Under this project, critical government and civil society stakeholders have been engaged in the city. Additionally, a strategy paper presenting practical and solution-based approaches for implementing sustainable urban mobility practices has already been prepared.

Also under way is research related to three further publications that bring into the mobility context of Karachi smart transportation practices such as transit-oriented development (TOD) and TOD station area design, universal access and the interface between mobility planning and overall urban land use planning.

Mobility-liveability link

Anwar said they want to initiate a narrative on sustainable urban mobility in Karachi. In our city, he said, transport planning is just about getting someone from one point to another.

“There’s no understanding on how mobility-related interventions can improve liveability,” he said, adding that transport-related projects can increase economic opportunities. When we talk about sustainability in any aspect, he explained, it has to be about its economic, environmental and social implications.

He said that across the world, there’s a paradigm shift in terms of urban planning regarding how cities are being developed, for a number of reasons: one of which is climate change.

“Climate change is a phenomenon which is considered the most important challenge faced by humanity,” he said, adding that by 2007 the urban population had increased more than the rural around the world.

The urban planner said that according to conservative estimates, it is believed that by 2050 over 75 per cent of the world population will be living in cities. That is the reason, he said, cities are to be looked in a very different way.

BRT system

Speaking about the bus rapid transit (BRT) system, Anwar said Green Line being constructed in Karachi from Surjani Town to Guru Mandir is a first-generation design.

“It’s just a corridor. It has no space for a secondary service,” he said, adding that if a passenger disembarks the bus and still has to walk for 30 to 45 minutes, then what’s the use of that transport.

He said that in other cities of the world, like New Delhi, the authorities are promoting intermodality. “They have introduced bicycles. You get out of the metro and you have a bicycle stand. You pick a bike and go to another bicycle stand and leave the bike there.” He also spoke about the use of inducting non-motorised transportation modes in Karachi. “Can the city have bicycle lanes and public bicycle stands in the future?”

Walkable city

The urban planner said that people generally ask how Karachi can become a walkable city. “A walkable city doesn’t mean that you walk from one corner of the city to another.
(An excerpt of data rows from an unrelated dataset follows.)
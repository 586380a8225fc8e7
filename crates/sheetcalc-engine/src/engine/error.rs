//! Errors raised while scanning or parsing formula text.

use thiserror::Error;

/// A formula (or cell id) that could not be turned into an AST.
#[derive(Error, Debug, Clone, PartialEq)]
pub enum ParseError {
    #[error("bad cell reference '{0}'")]
    BadCellRef(String),

    #[error("bad number '{0}'")]
    BadNumber(String),

    #[error("unexpected character '{ch}' at offset {offset}")]
    UnexpectedChar { ch: char, offset: usize },

    #[error("unexpected token '{found}': expected {expected}")]
    UnexpectedToken { found: String, expected: String },

    #[error("formula nested deeper than {0} levels")]
    TooDeep(usize),

    #[error("unexpected '{0}' after end of expression")]
    TrailingInput(String),
}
It means that your destinations are at walkable distances from your neighbourhoods.”

The markets need to be walkable, he said, and explained that it doesn’t mean that one should walk all the way from Nazimabad to Teen Talwar.
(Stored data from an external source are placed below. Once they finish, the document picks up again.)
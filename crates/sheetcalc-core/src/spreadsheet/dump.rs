//! Topological dump of all formulas.
//!
//! Cells are ordered by depth, then by id. A cell that references no other
//! cell has depth 0; otherwise its depth is one more than the deepest cell it
//! references. Replaying a dump through `eval` in order never reads a cell
//! before it has been assigned.

use super::Spreadsheet;
use std::collections::HashMap;

impl Spreadsheet {
    /// `(cell_id, expr)` for every cell with a formula, in dependency order.
    pub fn dump(&self) -> Vec<(String, String)> {
        let depths = self.depths();
        let depth = |id: &str| depths.get(id).copied().unwrap_or(0);

        let mut cells: Vec<(&str, &str)> = self
            .cells
            .values()
            .filter(|cell| !cell.expr.is_empty())
            .map(|cell| (cell.id.as_str(), cell.expr.as_str()))
            .collect();
        cells.sort_by(|(a, _), (b, _)| depth(a).cmp(&depth(b)).then_with(|| a.cmp(b)));

        cells
            .into_iter()
            .map(|(id, expr)| (id.to_string(), expr.to_string()))
            .collect()
    }

    /// Depth of every known cell, computed with Kahn's algorithm over the
    /// reference graph. The graph is acyclic, so every cell gets a depth.
    fn depths(&self) -> HashMap<&str, usize> {
        // Number of prerequisites each cell is still waiting on.
        let mut waiting_on: HashMap<&str, usize> =
            self.cells.keys().map(|id| (id.as_str(), 0)).collect();
        for cell in self.cells.values() {
            for dependent in &cell.dependents {
                if let Some(count) = waiting_on.get_mut(dependent.as_str()) {
                    *count += 1;
                }
            }
        }

        let mut ready: Vec<&str> = waiting_on
            .iter()
            .filter(|(_, count)| **count == 0)
            .map(|(id, _)| *id)
            .collect();
        let mut depths: HashMap<&str, usize> = ready.iter().map(|id| (*id, 0)).collect();

        while let Some(id) = ready.pop() {
            let Some(cell) = self.cells.get(id) else {
                continue;
            };
            let next = depths.get(id).copied().unwrap_or(0) + 1;
            for dependent in &cell.dependents {
                let Some(count) = waiting_on.get_mut(dependent.as_str()) else {
                    continue;
                };
                let depth = depths.entry(dependent.as_str()).or_insert(0);
                *depth = (*depth).max(next);
                *count -= 1;
                if *count == 0 {
                    ready.push(dependent.as_str());
                }
            }
        }
        depths
    }
}
//! Spreadsheet state and logic.

mod dump;
mod eval;
mod ops;
mod state;

pub use state::{CellInfo, CellValue, Spreadsheet, Updates};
A student of the Habib University, Shanze Farooq, made a presentation on the need of having modes of intermodality and feeder services connected with the BRT lines, particularly Green Line. She explained that in Green Line there’s a segregated corridor, but asked how a commuter can get to that corridor. “There are lots of spaces around it [the corridor] that aren’t at five-minute distances,” she said, adding that those places aren’t accessible for the BRT.
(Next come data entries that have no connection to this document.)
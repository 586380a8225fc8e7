//! sheetcalc_engine - Formula scanning, parsing and rendering.

pub mod engine;
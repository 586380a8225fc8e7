//! Recursive-descent formula parser.
//!
//! ```text
//! expr   := term (('+'|'-') term)*
//! term   := factor (('*'|'/') factor)*
//! factor := NUMBER | '-' factor | FN '(' expr (',' expr)* ')' | cellRef | '(' expr ')'
//! ```
//!
//! Binary operators are left-associative. The parser reads left to right with
//! one token of lookahead and never backtracks.

use super::ast::{Ast, Op};
use super::cell_ref::Position;
use super::error::ParseError;
use super::scan::{Token, TokenKind, scan};

/// Deepest tree, or paren nesting, a formula may have. Every walk over an
/// [`Ast`] recurses once per level, so this bounds the stack those walks use.
pub const MAX_DEPTH: usize = 256;

/// Parse formula `text` entered into the cell at `base`.
pub fn parse(text: &str, base: Position) -> Result<Ast, ParseError> {
    let tokens = scan(text, base)?;
    Parser::new(tokens).parse()
}

/// A parsed subtree with its height.
struct Node {
    ast: Ast,
    depth: usize,
}

impl Node {
    fn leaf(ast: Ast) -> Node {
        Node { ast, depth: 1 }
    }

    fn app(op: Op, kids: Vec<Node>) -> Result<Node, ParseError> {
        let depth = 1 + kids.iter().map(|kid| kid.depth).max().unwrap_or(0);
        if depth > MAX_DEPTH {
            return Err(ParseError::TooDeep(MAX_DEPTH));
        }
        let kids = kids.into_iter().map(|kid| kid.ast).collect();
        Ok(Node {
            ast: Ast::app(op, kids),
            depth,
        })
    }
}

struct Parser {
    tokens: Vec<Token>,
    index: usize,
    nesting: usize,
}

impl Parser {
    fn new(tokens: Vec<Token>) -> Parser {
        Parser {
            tokens,
            index: 0,
            nesting: 0,
        }
    }

    fn peek(&self) -> &Token {
        // scan() always ends with Eof and advance() never moves past it.
        &self.tokens[self.index]
    }

    fn advance(&mut self) {
        if self.index + 1 < self.tokens.len() {
            self.index += 1;
        }
    }

    fn unexpected(&self, expected: &str) -> ParseError {
        ParseError::UnexpectedToken {
            found: self.peek().lexeme.clone(),
            expected: expected.to_string(),
        }
    }

    /// The operator at the lookahead if it is one of `accepted`.
    fn peek_op(&self, accepted: &[char]) -> Option<Op> {
        match self.peek().kind {
            TokenKind::Punct(c) if accepted.contains(&c) => Op::from_punct(c),
            _ => None,
        }
    }

    fn expect_punct(&mut self, expected: char) -> Result<(), ParseError> {
        if self.peek().kind == TokenKind::Punct(expected) {
            self.advance();
            Ok(())
        } else {
            Err(self.unexpected(&format!("'{}'", expected)))
        }
    }

    fn parse(mut self) -> Result<Ast, ParseError> {
        let node = self.expr()?;
        if self.peek().kind != TokenKind::Eof {
            return Err(ParseError::TrailingInput(self.peek().lexeme.clone()));
        }
        Ok(node.ast)
    }

    fn expr(&mut self) -> Result<Node, ParseError> {
        let mut lhs = self.term()?;
        while let Some(op) = self.peek_op(&['+', '-']) {
            self.advance();
            let rhs = self.term()?;
            lhs = Node::app(op, vec![lhs, rhs])?;
        }
        Ok(lhs)
    }

    fn term(&mut self) -> Result<Node, ParseError> {
        let mut lhs = self.factor()?;
        while let Some(op) = self.peek_op(&['*', '/']) {
            self.advance();
            let rhs = self.factor()?;
            lhs = Node::app(op, vec![lhs, rhs])?;
        }
        Ok(lhs)
    }

    fn factor(&mut self) -> Result<Node, ParseError> {
        // Parens, unary minus and calls recurse back into the parser.
        self.nesting += 1;
        if self.nesting > MAX_DEPTH {
            return Err(ParseError::TooDeep(MAX_DEPTH));
        }
        let node = self.primary();
        self.nesting -= 1;
        node
    }

    fn primary(&mut self) -> Result<Node, ParseError> {
        match self.peek().kind.clone() {
            TokenKind::Punct('(') => {
                self.advance();
                let inner = self.expr()?;
                self.expect_punct(')')?;
                Ok(inner)
            }
            TokenKind::Punct('-') => {
                self.advance();
                let operand = self.factor()?;
                Node::app(Op::Sub, vec![operand])
            }
            TokenKind::Ref(cell_ref) => {
                self.advance();
                Ok(Node::leaf(Ast::Ref(cell_ref)))
            }
            TokenKind::Num(value) => {
                self.advance();
                Ok(Node::leaf(Ast::Num(value)))
            }
            TokenKind::Fn(op) => {
                self.advance();
                self.expect_punct('(')?;
                let mut args = vec![self.expr()?];
                while self.peek().kind == TokenKind::Punct(',') {
                    self.advance();
                    args.push(self.expr()?);
                }
                self.expect_punct(')')?;
                Node::app(op, args)
            }
            _ => Err(self.unexpected("a number, cell reference, function or '('")),
        }
    }
}

#[cfg(test)]
mod tests {
    use super::*;

    fn a1() -> Position {
        Position::parse("a1").unwrap()
    }

    fn a5() -> Position {
        Position::parse("a5").unwrap()
    }

    fn text(formula: &str) -> String {
        parse(formula, a1()).unwrap().to_text(a1())
    }

    #[test]
    fn test_parse_simple_arith() {
        assert_eq!(text("1 + 2*3"), "1+2*3");
    }

    #[test]
    fn test_parse_drops_redundant_parens() {
        assert_eq!(text("(  (1 + 2)*3 )"), "(1+2)*3");
        assert_eq!(text("(1 + 2 - 3 )"), "1+2-3");
    }

    #[test]
    fn test_parse_keeps_right_assoc_parens() {
        assert_eq!(text("(1 + (2 - 3) )"), "1+(2-3)");
        assert_eq!(text("8 / (4 / 2)"), "8/(4/2)");
        assert_eq!(text("8 - 4 * 2"), "8-4*2");
    }

    #[test]
    fn test_parse_unary_minus() {
        assert_eq!(text("(--1 + (2))"), "--1+2");
        assert_eq!(text("-(1 + 2) * 3"), "-(1+2)*3");
        assert_eq!(text("2 - -1"), "2--1");
    }

    #[test]
    fn test_parse_functions() {
        assert_eq!(text("(1 + max((2 + 3)*4, 5, 6))"), "1+max((2+3)*4, 5, 6)");
        assert_eq!(
            text("(1 + max((2 + 3)*4, min(5, 6)))"),
            "1+max((2+3)*4, min(5, 6))"
        );
        assert_eq!(text("max(1)"), "max(1)");
    }

    #[test]
    fn test_parse_cell_refs() {
        assert_eq!(text("c$1"), "c$1");
        assert_eq!(text("C2 * $B$3"), "c2*$b$3");
    }

    #[test]
    fn test_translate_refs_to_other_base() {
        let ast = parse("c2", a1()).unwrap();
        assert_eq!(ast.to_text(a5()), "c6");
        let ast = parse("f$2", a1()).unwrap();
        assert_eq!(ast.to_text(a5()), "f$2");
        let ast = parse("((1 + F$2)*$b3)", a1()).unwrap();
        assert_eq!(ast.to_text(a5()), "(1+f$2)*$b7");
    }

    #[test]
    fn test_reparse_of_rendered_text_is_structurally_equal() {
        for formula in [
            "((1 + F$2)*$b3)",
            "-(a1 - b2) / max(c3, 2.5e1, -d4)",
            "1 - (2 - (3 - 4))",
            "min(a1*(b1+c1), 7)",
            "1e999 - 2",
        ] {
            let base = Position::parse("e9").unwrap();
            let ast = parse(formula, base).unwrap();
            let again = parse(&ast.to_text(base), base).unwrap();
            assert_eq!(ast, again, "formula {}", formula);
        }
    }

    #[test]
    fn test_parse_syntax_errors() {
        for bad in ["", "1 +", "a1 ++ 1", "max 1", "max()", "(1 + 2", "1 2", "1 )", "min(1,)"] {
            assert!(parse(bad, a1()).is_err(), "expected error for {:?}", bad);
        }
    }

    #[test]
    fn test_trailing_input_is_reported() {
        assert_eq!(
            parse("1 2", a1()).unwrap_err(),
            ParseError::TrailingInput("2".to_string())
        );
    }

    #[test]
    fn test_long_chain_within_limit() {
        let formula = vec!["1"; MAX_DEPTH].join("+");
        let ast = parse(&formula, a1()).unwrap();
        assert_eq!(parse(&ast.to_text(a1()), a1()).unwrap(), ast);
    }

    #[test]
    fn test_too_deep_is_reported() {
        let long_sum = vec!["1"; 20_000].join("+");
        let nested = format!("{}1{}", "(".repeat(20_000), ")".repeat(20_000));
        let negated = format!("{}1", "-".repeat(20_000));
        for formula in [long_sum, nested, negated] {
            assert_eq!(
                parse(&formula, a1()).unwrap_err(),
                ParseError::TooDeep(MAX_DEPTH)
            );
        }
    }

    #[test]
    fn test_bad_reference_is_reported() {
        assert_eq!(
            parse("a1 + zz9", a1()).unwrap_err(),
            ParseError::BadCellRef("zz9".to_string())
        );
    }
}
“There have to be modes of transport in the middle to cater to the commuters far away from the corridor,” she said, and shed light on local solutions to this problem. She talked about an app that is becoming common in Karachi. It’s a bus-hailing start-up that allows customers to book fixed-rate rides on buses and vans in their network.

It was founded in Lahore earlier this year and got special equipment amount funding of $2.2 million (approximately Rs342.32 billion). “It has a potential together with Green Line to make transport more accessible,” said Shanze.

Rameen Iqbal, a student of the Institute of Business Administration (IBA) and the CEO of a scooter rental service, informed the participants about her service that is now operating at the IBA. Amna Iqbal, a student of the Habib University, facilitated the interactive discussion at the session.